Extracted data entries
↓
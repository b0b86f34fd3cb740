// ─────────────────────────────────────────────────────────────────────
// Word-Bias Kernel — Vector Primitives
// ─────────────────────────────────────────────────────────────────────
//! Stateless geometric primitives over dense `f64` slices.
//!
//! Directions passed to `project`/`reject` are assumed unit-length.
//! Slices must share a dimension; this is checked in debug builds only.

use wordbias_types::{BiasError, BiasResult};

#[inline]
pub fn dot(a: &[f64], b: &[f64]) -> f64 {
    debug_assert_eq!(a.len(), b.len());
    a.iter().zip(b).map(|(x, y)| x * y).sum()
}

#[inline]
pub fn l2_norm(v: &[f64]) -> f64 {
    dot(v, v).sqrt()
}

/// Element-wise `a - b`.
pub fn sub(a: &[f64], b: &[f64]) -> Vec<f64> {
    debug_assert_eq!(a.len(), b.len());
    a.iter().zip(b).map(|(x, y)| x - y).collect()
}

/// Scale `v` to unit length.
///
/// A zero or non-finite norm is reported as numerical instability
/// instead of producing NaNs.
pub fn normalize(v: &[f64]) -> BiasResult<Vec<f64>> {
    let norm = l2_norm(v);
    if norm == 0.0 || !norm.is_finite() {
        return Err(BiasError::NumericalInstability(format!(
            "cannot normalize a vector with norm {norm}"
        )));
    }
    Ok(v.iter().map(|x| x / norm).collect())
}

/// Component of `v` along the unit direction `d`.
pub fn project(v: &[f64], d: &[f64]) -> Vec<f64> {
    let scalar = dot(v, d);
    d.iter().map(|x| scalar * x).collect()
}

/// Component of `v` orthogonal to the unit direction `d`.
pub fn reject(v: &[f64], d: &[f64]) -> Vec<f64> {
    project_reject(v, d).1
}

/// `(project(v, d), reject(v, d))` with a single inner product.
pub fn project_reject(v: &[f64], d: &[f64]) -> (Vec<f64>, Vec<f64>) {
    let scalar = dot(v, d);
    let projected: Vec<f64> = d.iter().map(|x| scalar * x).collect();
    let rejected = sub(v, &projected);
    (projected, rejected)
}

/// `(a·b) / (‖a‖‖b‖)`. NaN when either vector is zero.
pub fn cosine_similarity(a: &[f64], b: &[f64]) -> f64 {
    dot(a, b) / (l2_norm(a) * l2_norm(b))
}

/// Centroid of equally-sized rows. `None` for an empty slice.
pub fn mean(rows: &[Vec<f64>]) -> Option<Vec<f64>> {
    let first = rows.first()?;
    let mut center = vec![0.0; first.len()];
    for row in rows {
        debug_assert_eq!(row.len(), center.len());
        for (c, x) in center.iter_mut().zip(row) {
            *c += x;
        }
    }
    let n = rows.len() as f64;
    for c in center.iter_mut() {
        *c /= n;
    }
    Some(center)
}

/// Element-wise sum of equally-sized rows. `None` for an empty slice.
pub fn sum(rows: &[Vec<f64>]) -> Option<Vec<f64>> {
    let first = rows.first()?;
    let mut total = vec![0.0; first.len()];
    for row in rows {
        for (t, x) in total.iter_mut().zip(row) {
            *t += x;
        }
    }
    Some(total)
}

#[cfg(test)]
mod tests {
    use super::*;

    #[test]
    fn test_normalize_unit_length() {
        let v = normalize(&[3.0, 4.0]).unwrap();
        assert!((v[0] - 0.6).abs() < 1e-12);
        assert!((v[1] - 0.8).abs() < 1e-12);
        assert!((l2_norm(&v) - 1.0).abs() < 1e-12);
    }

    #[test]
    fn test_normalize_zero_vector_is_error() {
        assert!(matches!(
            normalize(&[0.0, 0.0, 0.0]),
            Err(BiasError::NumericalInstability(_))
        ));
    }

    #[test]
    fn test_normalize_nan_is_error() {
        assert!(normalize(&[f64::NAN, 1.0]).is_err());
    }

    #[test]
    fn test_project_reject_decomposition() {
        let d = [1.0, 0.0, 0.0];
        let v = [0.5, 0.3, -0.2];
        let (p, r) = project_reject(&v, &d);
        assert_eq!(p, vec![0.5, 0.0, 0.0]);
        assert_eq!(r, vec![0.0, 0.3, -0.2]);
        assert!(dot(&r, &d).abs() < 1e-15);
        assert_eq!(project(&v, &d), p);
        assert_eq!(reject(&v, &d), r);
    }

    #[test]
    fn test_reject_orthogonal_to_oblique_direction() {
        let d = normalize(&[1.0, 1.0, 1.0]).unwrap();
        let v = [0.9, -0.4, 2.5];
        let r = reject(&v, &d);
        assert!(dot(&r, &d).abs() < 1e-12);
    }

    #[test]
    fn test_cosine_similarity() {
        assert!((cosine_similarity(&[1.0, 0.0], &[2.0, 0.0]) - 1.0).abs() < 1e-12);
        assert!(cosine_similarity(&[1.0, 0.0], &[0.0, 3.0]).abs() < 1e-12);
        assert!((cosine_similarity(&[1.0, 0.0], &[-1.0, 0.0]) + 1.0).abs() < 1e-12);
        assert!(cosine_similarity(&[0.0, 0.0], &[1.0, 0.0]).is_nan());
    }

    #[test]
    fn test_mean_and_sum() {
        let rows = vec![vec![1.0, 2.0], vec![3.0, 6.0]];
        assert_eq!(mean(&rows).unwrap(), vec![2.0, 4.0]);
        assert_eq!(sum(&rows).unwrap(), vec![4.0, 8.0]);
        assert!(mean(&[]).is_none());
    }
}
↑
Starting at the first line of the entries above, please extract each line up to and including the line with "debug_assert_eq!(row.len(), center.len());", unchanged, and add nothing.

--- WRITTEN SOLUTION ---
repository b0b86f34fd3cb740
// ─────────────────────────────────────────────────────────────────────
// Word-Bias Kernel — Vector Primitives
// ─────────────────────────────────────────────────────────────────────
//! Stateless geometric primitives over dense `f64` slices.
//!
//! Directions passed to `project`/`reject` are assumed unit-length.
//! Slices must share a dimension; this is checked in debug builds only.

use wordbias_types::{BiasError, BiasResult};

#[inline]
pub fn dot(a: &[f64], b: &[f64]) -> f64 {
    debug_assert_eq!(a.len(), b.len());
    a.iter().zip(b).map(|(x, y)| x * y).sum()
}

#[inline]
pub fn l2_norm(v: &[f64]) -> f64 {
    dot(v, v).sqrt()
}

/// Element-wise `a - b`.
pub fn sub(a: &[f64], b: &[f64]) -> Vec<f64> {
    debug_assert_eq!(a.len(), b.len());
    a.iter().zip(b).map(|(x, y)| x - y).collect()
}

/// Scale `v` to unit length.
///
/// A zero or non-finite norm is reported as numerical instability
/// instead of producing NaNs.
pub fn normalize(v: &[f64]) -> BiasResult<Vec<f64>> {
    let norm = l2_norm(v);
    if norm == 0.0 || !norm.is_finite() {
        return Err(BiasError::NumericalInstability(format!(
            "cannot normalize a vector with norm {norm}"
        )));
    }
    Ok(v.iter().map(|x| x / norm).collect())
}

/// Component of `v` along the unit direction `d`.
pub fn project(v: &[f64], d: &[f64]) -> Vec<f64> {
    let scalar = dot(v, d);
    d.iter().map(|x| scalar * x).collect()
}

/// Component of `v` orthogonal to the unit direction `d`.
pub fn reject(v: &[f64], d: &[f64]) -> Vec<f64> {
    project_reject(v, d).1
}

/// `(project(v, d), reject(v, d))` with a single inner product.
pub fn project_reject(v: &[f64], d: &[f64]) -> (Vec<f64>, Vec<f64>) {
    let scalar = dot(v, d);
    let projected: Vec<f64> = d.iter().map(|x| scalar * x).collect();
    let rejected = sub(v, &projected);
    (projected, rejected)
}

/// `(a·b) / (‖a‖‖b‖)`. NaN when either vector is zero.
pub fn cosine_similarity(a: &[f64], b: &[f64]) -> f64 {
    dot(a, b) / (l2_norm(a) * l2_norm(b))
}

/// Centroid of equally-sized rows. `None` for an empty slice.
pub fn mean(rows: &[Vec<f64>]) -> Option<Vec<f64>> {
    let first = rows.first()?;
    let mut center = vec![0.0; first.len()];
    for row in rows {
        debug_assert_eq!(row.len(), center.len());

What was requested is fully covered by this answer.